A. Unit-wide urinalyses are permissible, but troops should be on the lookout for commanders who order such inspections in hopes of catching a particular individual for unlawful use of a controlled substance in violation of Article 112a of the Uniform Code of Military Justice.

First, let's be clear on the meaning of "inspection." Under Military Rule of Evidence 313, it's "an examination of the whole or part of a unit, organization, installation ... conducted as an incident of command, the primary purpose of which is to determine and to ensure the security, military fitness, or good order and discipline of the unit, organization, [or] installation."

Commanders need probable cause to order a service member suspected of abusing drugs to submit to a urinalysis, but not for an inspection such as a sweep urinalysis. However, "inspections that have been utilized as subterfuge searches have been condemned," the Manual for Courts-Martial states.

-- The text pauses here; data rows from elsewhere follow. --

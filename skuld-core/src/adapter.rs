//! Exchange adapter boundary.
//!
//! The core never constructs an adapter; drivers inject one. Any async
//! machinery (websockets, HTTP) lives on the far side of the bounded
//! tick channel, which the engine drains on its own schedule.

use crate::core::OrderId;
use crate::data::Tick;
use crate::fees::{Exchange, FillEngine, FillResult, OrderRequest};
use crossbeam::channel::{bounded, Receiver, Sender};
use rust_decimal::Decimal;
use std::collections::HashMap;

/// Contract between the engine and the exchange side of the world.
pub trait ExchangeAdapter: Send {
    /// Establish connectivity. Called once before subscribing.
    fn connect(&mut self) -> anyhow::Result<()>;

    /// Subscribe to a symbol's tick stream. The returned channel is
    /// bounded; a slow consumer backpressures the producer.
    fn subscribe(&mut self, symbol: &str) -> anyhow::Result<Receiver<Tick>>;

    /// Place an order and return its fill.
    fn place_order(&mut self, order: &OrderRequest, reference_price: Decimal)
        -> anyhow::Result<FillResult>;

    /// Cancel a resting order.
    fn cancel(&mut self, order_id: OrderId) -> anyhow::Result<()>;

    /// Free balance of an asset.
    fn balance(&self, asset: &str) -> anyhow::Result<Decimal>;
}

/// Capacity of the per-symbol tick channel.
const TICK_CHANNEL_CAPACITY: usize = 1024;

/// In-process adapter that fills orders through the deterministic fee
/// model. Used by the live driver when no venue is wired up, and by
/// tests that need the adapter surface without a network.
pub struct PaperAdapter {
    fill_engine: FillEngine,
    balances: HashMap<String, Decimal>,
    producers: HashMap<String, Sender<Tick>>,
    connected: bool,
}

impl PaperAdapter {
    pub fn new(exchange: Exchange, quote_balance: Decimal) -> Self {
        let mut balances = HashMap::new();
        balances.insert("USDT".to_string(), quote_balance);
        Self {
            fill_engine: FillEngine::new(exchange),
            balances,
            producers: HashMap::new(),
            connected: false,
        }
    }

    /// Push a tick into a subscribed symbol's stream. Returns false when
    /// the channel is full (the engine is behind) or unsubscribed.
    pub fn push_tick(&self, tick: Tick) -> bool {
        self.producers
            .get(&tick.symbol)
            .map(|sender| sender.try_send(tick).is_ok())
            .unwrap_or(false)
    }
}

impl ExchangeAdapter for PaperAdapter {
    fn connect(&mut self) -> anyhow::Result<()> {
        self.connected = true;
        Ok(())
    }

    fn subscribe(&mut self, symbol: &str) -> anyhow::Result<Receiver<Tick>> {
        anyhow::ensure!(self.connected, "adapter not connected");
        let (sender, receiver) = bounded(TICK_CHANNEL_CAPACITY);
        self.producers.insert(symbol.to_string(), sender);
        Ok(receiver)
    }

    fn place_order(
        &mut self,
        order: &OrderRequest,
        reference_price: Decimal,
    ) -> anyhow::Result<FillResult> {
        anyhow::ensure!(self.connected, "adapter not connected");
        let fill = self
            .fill_engine
            .simulate_fill(order, reference_price, None, 0.0, 0.0)?;
        Ok(fill)
    }

    fn cancel(&mut self, _order_id: OrderId) -> anyhow::Result<()> {
        Ok(())
    }

    fn balance(&self, asset: &str) -> anyhow::Result<Decimal> {
        Ok(self.balances.get(asset).copied().unwrap_or(Decimal::ZERO))
    }
}

#[cfg(test)]
mod tests {
    use super::*;
    use crate::core::Side;
    use rust_decimal_macros::dec;

    fn tick(symbol: &str) -> Tick {
        Tick {
            symbol: symbol.into(),
            exchange_timestamp: 1.0,
            local_timestamp: 1.0,
            bid: dec!(93490),
            ask: dec!(93510),
            last: dec!(93500),
            volume: dec!(1),
            depth: None,
            integrity: None,
        }
    }

    #[test]
    fn test_subscribe_requires_connect() {
        let mut adapter = PaperAdapter::new(Exchange::Binance, dec!(10000));
        assert!(adapter.subscribe("BTC/USDT").is_err());
        adapter.connect().unwrap();
        assert!(adapter.subscribe("BTC/USDT").is_ok());
    }

    #[test]
    fn test_push_and_receive_ticks() {
        let mut adapter = PaperAdapter::new(Exchange::Binance, dec!(10000));
        adapter.connect().unwrap();
        let receiver = adapter.subscribe("BTC/USDT").unwrap();

        assert!(adapter.push_tick(tick("BTC/USDT")));
        // Unsubscribed symbol drops.
        assert!(!adapter.push_tick(tick("ETH/USDT")));

        let received = receiver.try_recv().unwrap();
        assert_eq!(received.symbol, "BTC/USDT");
    }

    #[test]
    fn test_paper_fill_goes_through_fee_model() {
        let mut adapter = PaperAdapter::new(Exchange::Binance, dec!(10000));
        adapter.connect().unwrap();

        let order = OrderRequest::market(OrderId::new(1), "BTC/USDT", Side::Buy, dec!(0.1));
        let fill = adapter.place_order(&order, dec!(93500)).unwrap();
        assert!(!fill.is_maker);
        assert_eq!(fill.fill_price, dec!(93546.75));
    }

    #[test]
    fn test_balance_lookup() {
        let adapter = PaperAdapter::new(Exchange::Binance, dec!(10000));
        assert_eq!(adapter.balance("USDT").unwrap(), dec!(10000));
        assert_eq!(adapter.balance("BTC").unwrap(), Decimal::ZERO);
    }
}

Why would a commander resort to deception by trying to pass a probable cause search as an inspection? One reason is that it's not always easy to obtain sufficient evidence or testimony to support a probable cause urinalysis.

Military Rule of Evidence 315 defines "probable cause" as a "reasonable belief that the person, property, or evidence sought is located in the place or on the person to be searched." If probable cause cannot be attained, a commander still could order a command-directed urinalysis, but the findings from that test can't be used to prosecute the service member at a court-martial. Instead, the test results could be used against the service member in administrative separation proceedings.

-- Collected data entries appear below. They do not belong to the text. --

//! Reason codes for every decision the engine takes.
//!
//! The enum is closed: no decision, risk check, or error enters the WAL
//! without one of these codes. The tracker aggregates per-code outcomes
//! so operators can see which reasons make money and which bleed it.

use rust_decimal::Decimal;
use serde::{Deserialize, Serialize};
use std::collections::HashMap;
use std::fmt;

/// Top-level category, derived from the code prefix.
#[derive(Debug, Clone, Copy, PartialEq, Eq, Serialize, Deserialize)]
#[serde(rename_all = "lowercase")]
pub enum ReasonCategory {
    Signal,
    Risk,
    Market,
    System,
    Error,
}

/// Closed set of decision reasons.
///
/// Format on the wire: `CATEGORY_SUBCATEGORY` (SCREAMING_SNAKE).
#[derive(Debug, Clone, Copy, PartialEq, Eq, Hash, Serialize, Deserialize)]
#[serde(rename_all = "SCREAMING_SNAKE_CASE")]
pub enum ReasonCode {
    // Signal reasons
    SignalStrong,
    SignalMedium,
    SignalWeak,
    SignalLiquidation,
    SignalVolatility,
    SignalTrend,
    SignalMeanReversion,
    SignalMarketMaking,
    SignalDuplicate,

    // Risk reasons
    RiskLimitOk,
    RiskLimitWarn,
    RiskLimitExceeded,
    RiskPositionTooLarge,
    RiskDrawdownExceeded,
    RiskConcentration,

    // Market reasons
    MarketSpreadWide,
    MarketTrendBlock,
    MarketVolatilityHigh,
    MarketVolumeLow,

    // System reasons
    SystemStartup,
    SystemShutdown,
    SystemFreeze,
    SystemResume,

    // Error reasons
    ErrorDataInvalid,
    ErrorDataStale,
    ErrorLatencyHigh,
    ErrorConnectionLost,
    ErrorExecutionFailed,
    ErrorUnknown,
}

impl ReasonCode {
    /// Wire representation of the code.
    pub fn as_str(&self) -> &'static str {
        match self {
            ReasonCode::SignalStrong => "SIGNAL_STRONG",
            ReasonCode::SignalMedium => "SIGNAL_MEDIUM",
            ReasonCode::SignalWeak => "SIGNAL_WEAK",
            ReasonCode::SignalLiquidation => "SIGNAL_LIQUIDATION",
            ReasonCode::SignalVolatility => "SIGNAL_VOLATILITY",
            ReasonCode::SignalTrend => "SIGNAL_TREND",
            ReasonCode::SignalMeanReversion => "SIGNAL_MEAN_REVERSION",
            ReasonCode::SignalMarketMaking => "SIGNAL_MARKET_MAKING",
            ReasonCode::SignalDuplicate => "SIGNAL_DUPLICATE",
            ReasonCode::RiskLimitOk => "RISK_LIMIT_OK",
            ReasonCode::RiskLimitWarn => "RISK_LIMIT_WARN",
            ReasonCode::RiskLimitExceeded => "RISK_LIMIT_EXCEEDED",
            ReasonCode::RiskPositionTooLarge => "RISK_POSITION_TOO_LARGE",
            ReasonCode::RiskDrawdownExceeded => "RISK_DRAWDOWN_EXCEEDED",
            ReasonCode::RiskConcentration => "RISK_CONCENTRATION",
            ReasonCode::MarketSpreadWide => "MARKET_SPREAD_WIDE",
            ReasonCode::MarketTrendBlock => "MARKET_TREND_BLOCK",
            ReasonCode::MarketVolatilityHigh => "MARKET_VOLATILITY_HIGH",
            ReasonCode::MarketVolumeLow => "MARKET_VOLUME_LOW",
            ReasonCode::SystemStartup => "SYSTEM_STARTUP",
            ReasonCode::SystemShutdown => "SYSTEM_SHUTDOWN",
            ReasonCode::SystemFreeze => "SYSTEM_FREEZE",
            ReasonCode::SystemResume => "SYSTEM_RESUME",
            ReasonCode::ErrorDataInvalid => "ERROR_DATA_INVALID",
            ReasonCode::ErrorDataStale => "ERROR_DATA_STALE",
            ReasonCode::ErrorLatencyHigh => "ERROR_LATENCY_HIGH",
            ReasonCode::ErrorConnectionLost => "ERROR_CONNECTION_LOST",
            ReasonCode::ErrorExecutionFailed => "ERROR_EXECUTION_FAILED",
            ReasonCode::ErrorUnknown => "ERROR_UNKNOWN",
        }
    }

    /// Category derived from the code prefix.
    pub fn category(&self) -> ReasonCategory {
        match self.as_str().split('_').next() {
            Some("SIGNAL") => ReasonCategory::Signal,
            Some("RISK") => ReasonCategory::Risk,
            Some("MARKET") => ReasonCategory::Market,
            Some("SYSTEM") => ReasonCategory::System,
            _ => ReasonCategory::Error,
        }
    }
}

impl fmt::Display for ReasonCode {
    fn fmt(&self, f: &mut fmt::Formatter<'_>) -> fmt::Result {
        write!(f, "{}", self.as_str())
    }
}

/// Outcome of a decision, recorded once known.
#[derive(Debug, Clone, Copy, PartialEq, Eq, Serialize, Deserialize)]
#[serde(rename_all = "lowercase")]
pub enum DecisionOutcome {
    Pending,
    Profit,
    Loss,
    Blocked,
}

/// Aggregated statistics for one reason code.
#[derive(Debug, Clone, Default, PartialEq)]
pub struct CodeStats {
    pub decisions: u64,
    pub wins: u64,
    pub losses: u64,
    pub blocked: u64,
    pub pending: u64,
    pub total_pnl: Decimal,
}

impl CodeStats {
    /// Win rate in percent over resolved trades.
    pub fn win_rate(&self) -> f64 {
        let resolved = self.wins + self.losses;
        if resolved == 0 {
            return 0.0;
        }
        self.wins as f64 / resolved as f64 * 100.0
    }
}

/// Aggregates decision outcomes per reason code.
///
/// Stores only running aggregates, never individual decisions, so memory
/// stays constant regardless of tick volume.
#[derive(Debug, Default)]
pub struct ReasonCodeTracker {
    stats: HashMap<ReasonCode, CodeStats>,
    total_decisions: u64,
}

impl ReasonCodeTracker {
    pub fn new() -> Self {
        Self::default()
    }

    /// Record a decision outcome against its reason code.
    pub fn record(&mut self, code: ReasonCode, outcome: DecisionOutcome, pnl: Option<Decimal>) {
        let entry = self.stats.entry(code).or_default();
        entry.decisions += 1;
        self.total_decisions += 1;

        match outcome {
            DecisionOutcome::Profit => entry.wins += 1,
            DecisionOutcome::Loss => entry.losses += 1,
            DecisionOutcome::Blocked => entry.blocked += 1,
            DecisionOutcome::Pending => entry.pending += 1,
        }

        if let Some(pnl) = pnl {
            entry.total_pnl += pnl;
        }
    }

    /// A decision previously recorded as pending has resolved.
    pub fn resolve(&mut self, code: ReasonCode, pnl: Decimal) {
        let entry = self.stats.entry(code).or_default();
        if entry.pending > 0 {
            entry.pending -= 1;
        }
        if pnl > Decimal::ZERO {
            entry.wins += 1;
        } else {
            entry.losses += 1;
        }
        entry.total_pnl += pnl;
    }

    /// Statistics for a single code.
    pub fn stats(&self, code: ReasonCode) -> CodeStats {
        self.stats.get(&code).cloned().unwrap_or_default()
    }

    pub fn total_decisions(&self) -> u64 {
        self.total_decisions
    }

    /// Top `n` codes by total P&L, descending.
    pub fn best(&self, n: usize) -> Vec<(ReasonCode, CodeStats)> {
        let mut all: Vec<_> = self
            .stats
            .iter()
            .map(|(code, stats)| (*code, stats.clone()))
            .collect();
        all.sort_by(|a, b| b.1.total_pnl.cmp(&a.1.total_pnl));
        all.truncate(n);
        all
    }

    /// Bottom `n` codes by total P&L, ascending.
    pub fn worst(&self, n: usize) -> Vec<(ReasonCode, CodeStats)> {
        let mut all: Vec<_> = self
            .stats
            .iter()
            .map(|(code, stats)| (*code, stats.clone()))
            .collect();
        all.sort_by(|a, b| a.1.total_pnl.cmp(&b.1.total_pnl));
        all.truncate(n);
        all
    }

    /// All codes seen so far with their aggregates.
    pub fn summary(&self) -> Vec<(ReasonCode, CodeStats)> {
        let mut all: Vec<_> = self
            .stats
            .iter()
            .map(|(code, stats)| (*code, stats.clone()))
            .collect();
        all.sort_by_key(|(code, _)| code.as_str());
        all
    }
}

#[cfg(test)]
mod tests {
    use super::*;
    use rust_decimal_macros::dec;

    #[test]
    fn test_category_from_prefix() {
        assert_eq!(ReasonCode::SignalStrong.category(), ReasonCategory::Signal);
        assert_eq!(
            ReasonCode::RiskLimitExceeded.category(),
            ReasonCategory::Risk
        );
        assert_eq!(
            ReasonCode::MarketSpreadWide.category(),
            ReasonCategory::Market
        );
        assert_eq!(ReasonCode::SystemFreeze.category(), ReasonCategory::System);
        assert_eq!(ReasonCode::ErrorDataStale.category(), ReasonCategory::Error);
    }

    #[test]
    fn test_serde_screaming_snake() {
        let json = serde_json::to_string(&ReasonCode::ErrorLatencyHigh).unwrap();
        assert_eq!(json, "\"ERROR_LATENCY_HIGH\"");
        let back: ReasonCode = serde_json::from_str(&json).unwrap();
        assert_eq!(back, ReasonCode::ErrorLatencyHigh);
    }

    #[test]
    fn test_tracker_records_outcomes() {
        let mut tracker = ReasonCodeTracker::new();

        for i in 0..10 {
            let pnl = if i < 7 { dec!(100) } else { dec!(-50) };
            let outcome = if i < 7 {
                DecisionOutcome::Profit
            } else {
                DecisionOutcome::Loss
            };
            tracker.record(ReasonCode::SignalStrong, outcome, Some(pnl));
        }

        let stats = tracker.stats(ReasonCode::SignalStrong);
        assert_eq!(stats.decisions, 10);
        assert_eq!(stats.wins, 7);
        assert_eq!(stats.losses, 3);
        assert_eq!(stats.total_pnl, dec!(550));
        assert!((stats.win_rate() - 70.0).abs() < 1e-9);
    }

    #[test]
    fn test_tracker_blocked_has_no_pnl() {
        let mut tracker = ReasonCodeTracker::new();
        tracker.record(ReasonCode::RiskLimitExceeded, DecisionOutcome::Blocked, None);

        let stats = tracker.stats(ReasonCode::RiskLimitExceeded);
        assert_eq!(stats.blocked, 1);
        assert_eq!(stats.total_pnl, Decimal::ZERO);
    }

    #[test]
    fn test_pending_then_resolve() {
        let mut tracker = ReasonCodeTracker::new();
        tracker.record(ReasonCode::SignalLiquidation, DecisionOutcome::Pending, None);
        tracker.resolve(ReasonCode::SignalLiquidation, dec!(42));

        let stats = tracker.stats(ReasonCode::SignalLiquidation);
        assert_eq!(stats.pending, 0);
        assert_eq!(stats.wins, 1);
        assert_eq!(stats.total_pnl, dec!(42));
    }

    #[test]
    fn test_best_and_worst_ordering() {
        let mut tracker = ReasonCodeTracker::new();
        tracker.record(
            ReasonCode::SignalStrong,
            DecisionOutcome::Profit,
            Some(dec!(500)),
        );
        tracker.record(
            ReasonCode::SignalWeak,
            DecisionOutcome::Loss,
            Some(dec!(-200)),
        );
        tracker.record(
            ReasonCode::SignalTrend,
            DecisionOutcome::Profit,
            Some(dec!(100)),
        );

        let best = tracker.best(2);
        assert_eq!(best[0].0, ReasonCode::SignalStrong);
        assert_eq!(best[1].0, ReasonCode::SignalTrend);

        let worst = tracker.worst(1);
        assert_eq!(worst[0].0, ReasonCode::SignalWeak);
    }
}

"An inspection is not transformed into a search merely because some discretion is exercised by law officers charged with executing the inspection. ... Such discretionary powers cannot, however, be used to target particular individuals for inspection," stated the U.S. Navy-Marine Corps Court of Military Review in U.S. v. Lavan D. Patterson (1993).

In that case, the court found the purported inspection, which resulted in Patterson, a Navy airman apprentice, providing a urine sample that tested positive, to be invalid. While regulation required commands to subject service members returning from a period of unauthorized absence to a urinalysis, Patterson's command did not consistently carry out this requirement.

The trial judge believed the urinalysis qualified as a valid sweep inspection, but the Court of Military Review disagreed, noting how the command was "literally picking and choosing which returning absentees would provide urine samples."

Service members facing drug charges stemming from the results of a sweep urinalysis should immediately consult with an experienced military law attorney. Depending on the circumstances, an attorney could get the urinalysis results suppressed by showing the inspection actually was a subterfuge search.